© JUNGE FREIHEIT Verlag GmbH & Co.  www.jungefreiheit.de  12/10 19. März 2010

Frisch gepresst

Deutsch-Dänisches. In Fontanes „Stechlin“ vertritt Ortsschulze Kluckhuhn, ein Veteran des deutsch-dänischen Krieges, die Ansicht: „Sechsundsechzig war nicht viel, und siebzig war auch nicht viel“ – aber 1864, der Sturm auf die Düppeler Schanzen, das sei wahrhaft groß gewesen. Im Verlauf von 150 Jahren ist, was für Kluckhuhn „groß“ schien, im historischen Gedächtnis denn auch recht klein geworden, der erste der „Einigungskriege“ zum nur aus regionaler Perspektive „weltgeschichtlich“ wirkenden Ereignis geschrumpft. Aber auf dieser Ebene bietet der im Winter 1864 von preußisch-österreichischen Truppen über Eider und Schlei nach Düppel vorgetragene siegreiche „Blitzfeldzug“ reichlich Erinnerungsstoff. Niemand unter den Landeshistorikern Schleswig-Holsteins hat ihn so hingebungsvoll aufbereitet wie Gerd Stolz, der sich seit Jahrzehnten in seinen militärhistorischen Studien immer wieder „1864“ zugewendet hat.
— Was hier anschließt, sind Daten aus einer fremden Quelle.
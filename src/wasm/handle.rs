use tracing::info;
use wasm_bindgen::prelude::*;
use web_sys::HtmlElement;

use super::render::{self, Mount, SharedMount};
use crate::config::{self, GlitchConfig, SquaresConfig};
use crate::effect::{Background, EffectKind};
use crate::error::EffectError;
use crate::page::{self, PageSignals};

fn random_seed() -> u64 {
    let half = || (js_sys::Math::random() * u32::MAX as f64) as u64;
    (half() << 32) | half()
}

/// A mounted (or mountable) background. The page keeps this handle; it is
/// also what diagnostic tooling inspects.
#[wasm_bindgen]
pub struct EffectHandle {
    mount: SharedMount,
}

impl EffectHandle {
    fn from_background(background: Background) -> Self {
        Self {
            mount: Mount::shared(background),
        }
    }
}

#[wasm_bindgen]
impl EffectHandle {
    /// Letter glitch from a JSON options object (empty string for defaults).
    #[wasm_bindgen(js_name = letterGlitch)]
    pub fn letter_glitch(options: &str) -> Result<EffectHandle, JsValue> {
        let config: GlitchConfig = config::from_json(options)?;
        Ok(Self::from_background(Background::glitch(config, random_seed())?))
    }

    pub fn squares(options: &str) -> Result<EffectHandle, JsValue> {
        let config: SquaresConfig = config::from_json(options)?;
        Ok(Self::from_background(Background::squares(config)?))
    }

    pub fn init(&self, container: &HtmlElement) -> Result<(), JsValue> {
        render::init(&self.mount, container)
    }

    pub fn resize(&self) {
        render::resize_now(&self.mount);
    }

    pub fn stop(&self) {
        render::stop(&self.mount);
    }

    pub fn resume(&self) -> Result<(), JsValue> {
        render::resume(&self.mount)
    }

    pub fn destroy(&self) {
        render::destroy(&self.mount);
    }

    pub fn phase(&self) -> String {
        self.mount.borrow().runner().phase().to_string()
    }

    /// JSON snapshot of the effect's state.
    pub fn diagnostics(&self) -> Result<String, JsValue> {
        Ok(self.mount.borrow().runner().diagnostics().to_json()?)
    }
}

/// Mounts at most one background on `document.body` and swaps them.
#[wasm_bindgen]
#[derive(Default)]
pub struct PageController {
    current: Option<EffectHandle>,
}

#[wasm_bindgen]
impl PageController {
    #[wasm_bindgen(constructor)]
    pub fn new() -> PageController {
        PageController::default()
    }

    /// Mount whatever the current page calls for. Returns whether anything
    /// was mounted.
    #[wasm_bindgen(js_name = mountForPage)]
    pub fn mount_for_page(&mut self) -> Result<bool, JsValue> {
        let signals = read_signals()?;
        match page::select_background(&signals) {
            Some(kind) => {
                self.mount_kind(kind)?;
                Ok(true)
            }
            None => {
                self.unmount();
                Ok(false)
            }
        }
    }

    /// Tear down the current background and mount `kind`
    /// (`"letterGlitch"` or `"squares"`).
    #[wasm_bindgen(js_name = switchTo)]
    pub fn switch_to(&mut self, kind: &str) -> Result<(), JsValue> {
        let kind: EffectKind = kind.parse()?;
        self.mount_kind(kind)
    }

    pub fn unmount(&mut self) {
        if let Some(handle) = self.current.take() {
            handle.destroy();
        }
    }

    /// The live effect, for diagnostic tooling.
    pub fn current(&self) -> Option<EffectHandle> {
        self.current.as_ref().map(|h| EffectHandle {
            mount: h.mount.clone(),
        })
    }

    pub fn diagnostics(&self) -> Result<String, JsValue> {
        match &self.current {
            Some(handle) => handle.diagnostics(),
            None => Ok("null".to_string()),
        }
    }
}

impl PageController {
    fn mount_kind(&mut self, kind: EffectKind) -> Result<(), JsValue> {
        self.unmount();
        let body = web_sys::window()
            .and_then(|w| w.document())
            .and_then(|d| d.body())
            .ok_or_else(|| EffectError::environment("no document body"))?;
        let handle = EffectHandle::from_background(Background::page_preset(kind, random_seed())?);
        handle.init(&body)?;
        info!(?kind, "page background mounted");
        self.current = Some(handle);
        Ok(())
    }
}

fn read_signals() -> Result<PageSignals, JsValue> {
    let win = web_sys::window().ok_or_else(|| EffectError::environment("no window"))?;
    let location = win.location();
    let stored_preference = win
        .local_storage()
        .ok()
        .flatten()
        .and_then(|storage| storage.get_item(page::PREFERENCE_KEY).ok().flatten());
    Ok(PageSignals {
        path: location.pathname()?,
        query: location.search()?,
        stored_preference,
    })
}

/// Select and mount the page's background. The returned controller is the
/// only handle to it.
#[wasm_bindgen(js_name = mountPageBackground)]
pub fn mount_page_background() -> Result<PageController, JsValue> {
    let mut controller = PageController::new();
    controller.mount_for_page()?;
    Ok(controller)
}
Mit Stolz stand also der beste Kenner der Materie zur Verfügung, um „Das deutsch-dänische Schicksalsjahr 1864“ (Ereignisse und Entwicklungen, Husum/Apenrade: Husum Druck- und Verlagsgesellschaft 2010, broschiert, 219 Seiten, Abbildungen, 14,95 Euro) für ein interessiertes Laienpublikum diesseits und jenseits der deutsch-dänischen Grenze aufzubereiten. Dem so vorzüglich mit zeitgenössischen Illustration ausgestatteten, durch zwei Beiträge zur heutigen Erinnerungskultur im „Grenzland“ abgerundeten Band fehlt leider eine präzise Karte vom Hauptkriegsschauplatz, dem östlichen Teil des Herzogtums Schleswig.

 

Joseph Roth. „Berlin hat er nicht gemocht“, führt Michael Bienert sein „Lesebuch für Spaziergänger“ über den aus den fernen galizischen Weiten des k.u.k.-Reiches stammenden Journalisten und Schriftsteller Joseph Roth ein. „Bienert anscheinend auch nicht“, schießt demjenigen unwillkürlich in den Kopf, der die nun in vierter Auflage präsentierten Eindrücke aus Roths zeitgenössischen Hauptstadt-Artikeln in die Hand nimmt. Denn die Lustlosigkeit, mit welcher der die „Sisyphosarbeit“ einer Aktualisierung scheuende Herausgeber nun seine fast fünfzehn Jahre alten, im gegenwärtigen Berlin völlig überholten Eindrücke mit denen Roths abgleicht, ließe darauf schließen. Auf jeden Fall hätte der begnadete Feuilletonredakteur aus den gar nicht so goldenen zwanziger Jahren seinen damaligen Lesern keinesfalls eine derartige Chuzpe zugemutet (Joseph Roth in Berlin. Kiepenheuer & Witsch, Köln 2010, broschiert, 280 Seiten, 8,95 Euro).